Tuesday, January 11, 2011


I love living in a geographical location that allows me to experience the fruits of four wonderful seasons.
By now, each season should be so familiar to me, redundant, without expectation, and yet each time another one comes around it still feels new, fresh and full of surprises. 
These annual marks of change bestow upon us their own unique bounty of gifts, from cascades of leaves turned glorious hues of red and gold... 
to soft rains sent to wake up trees and seeds stuck in hibernation.
The glory of winter is indeed snow - for most of us, the first flurry alone is glorious, and then, we are soon disenchanted, pining for the Spring thaw.  Within each tiny flake is held properties that span the range of mystery, beauty, wonder, and scientific order hidden in a sparkle making its way to earth.  
 Snow's ability to stir up a child's energy and enthusiasm is a shot of happy pulsing into the day.
It has the power to put life on pause, to make time stand still, even if just for a moment to catch a snowflake on the tongue.

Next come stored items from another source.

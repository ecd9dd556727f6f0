//! Declarative field-location schemas, keyed by product id.
//!
//! Each field names a walk through the `EOPMetadata.xml` EarthObservation
//! document (element steps by local name, then optionally an attribute) and
//! the datatype the raw string must convert to. Keeping the table static
//! means a malformed upstream document fails extraction loudly instead of
//! producing partially typed records.

/// Target datatype of an extracted field.
#[derive(Debug, Clone, Copy, PartialEq, Eq)]
pub enum FieldKind {
    /// RFC 3339 timestamp
    DateTime,
    /// Verbatim string
    Str,
    /// Signed integer
    Int,
    /// Floating point number
    Float,
}

/// One step of an extraction path.
#[derive(Debug, Clone, Copy, PartialEq, Eq)]
pub enum PathSeg {
    /// Descend into the child element with this local name
    Elem(&'static str),
    /// Read an attribute of the current element, by local name
    Attr(&'static str),
}

/// Location and datatype of one metadata field.
#[derive(Debug, Clone, Copy)]
pub struct FieldSpec {
    /// Field name in the resulting record
    pub name: &'static str,
    /// Declared datatype
    pub kind: FieldKind,
    /// Extraction path, starting at the document root element
    pub path: &'static [PathSeg],
}

use FieldKind::{DateTime, Float, Int, Str};
use PathSeg::{Attr, Elem};

/// Field schema for the MSG15 rapid-scan product.
const MSG15_RSS_FIELDS: &[FieldSpec] = &[
    FieldSpec {
        name: "start_date",
        kind: DateTime,
        path: &[
            Elem("EarthObservation"),
            Elem("phenomenonTime"),
            Elem("TimePeriod"),
            Elem("beginPosition"),
        ],
    },
    FieldSpec {
        name: "end_date",
        kind: DateTime,
        path: &[
            Elem("EarthObservation"),
            Elem("phenomenonTime"),
            Elem("TimePeriod"),
            Elem("endPosition"),
        ],
    },
    FieldSpec {
        name: "result_time",
        kind: DateTime,
        path: &[
            Elem("EarthObservation"),
            Elem("resultTime"),
            Elem("TimeInstant"),
            Elem("timePosition"),
        ],
    },
    FieldSpec {
        name: "platform_short_name",
        kind: Str,
        path: &[
            Elem("EarthObservation"),
            Elem("procedure"),
            Elem("EarthObservationEquipment"),
            Elem("platform"),
            Elem("Platform"),
            Elem("shortName"),
        ],
    },
    FieldSpec {
        name: "platform_orbit_type",
        kind: Str,
        path: &[
            Elem("EarthObservation"),
            Elem("procedure"),
            Elem("EarthObservationEquipment"),
            Elem("platform"),
            Elem("Platform"),
            Elem("orbitType"),
        ],
    },
    FieldSpec {
        name: "instrument_name",
        kind: Str,
        path: &[
            Elem("EarthObservation"),
            Elem("procedure"),
            Elem("EarthObservationEquipment"),
            Elem("instrument"),
            Elem("Instrument"),
            Elem("shortName"),
        ],
    },
    FieldSpec {
        name: "sensor_op_mode",
        kind: Str,
        path: &[
            Elem("EarthObservation"),
            Elem("procedure"),
            Elem("EarthObservationEquipment"),
            Elem("sensor"),
            Elem("Sensor"),
            Elem("operationalMode"),
        ],
    },
    FieldSpec {
        name: "center_srs_name",
        kind: Str,
        path: &[
            Elem("EarthObservation"),
            Elem("featureOfInterest"),
            Elem("Footprint"),
            Elem("centerOf"),
            Elem("Point"),
            Attr("srsName"),
        ],
    },
    FieldSpec {
        name: "center_position",
        kind: Str,
        path: &[
            Elem("EarthObservation"),
            Elem("featureOfInterest"),
            Elem("Footprint"),
            Elem("centerOf"),
            Elem("Point"),
            Elem("pos"),
        ],
    },
    FieldSpec {
        name: "file_name",
        kind: Str,
        path: &[
            Elem("EarthObservation"),
            Elem("result"),
            Elem("EarthObservationResult"),
            Elem("product"),
            Elem("ProductInformation"),
            Elem("fileName"),
            Elem("ServiceReference"),
            Attr("href"),
        ],
    },
    FieldSpec {
        name: "file_size",
        kind: Int,
        path: &[
            Elem("EarthObservation"),
            Elem("result"),
            Elem("EarthObservationResult"),
            Elem("product"),
            Elem("ProductInformation"),
            Elem("size"),
        ],
    },
    FieldSpec {
        name: "missing_pct",
        kind: Float,
        path: &[
            Elem("EarthObservation"),
            Elem("metaDataProperty"),
            Elem("EarthObservationMetaData"),
            Elem("missingData"),
        ],
    },
];

/// Look up the field schema for a product id.
pub fn schema_for(product_id: &str) -> Option<&'static [FieldSpec]> {
    match product_id {
        "EO:EUM:DAT:MSG:MSG15-RSS" => Some(MSG15_RSS_FIELDS),
        _ => None,
    }
}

The first fall of snow is not only an event, it is a magical event. You go to bed in one kind of a world and wake up in another quite different, and if this is not enchantment then where is it to be found?  ~ J. B. Priestley 
And, that is our challenge, as adults....to see the snow the way they do....to appreciate it, to enjoy it, to revel in it....even if the end result is only to make us appreciate the Spring.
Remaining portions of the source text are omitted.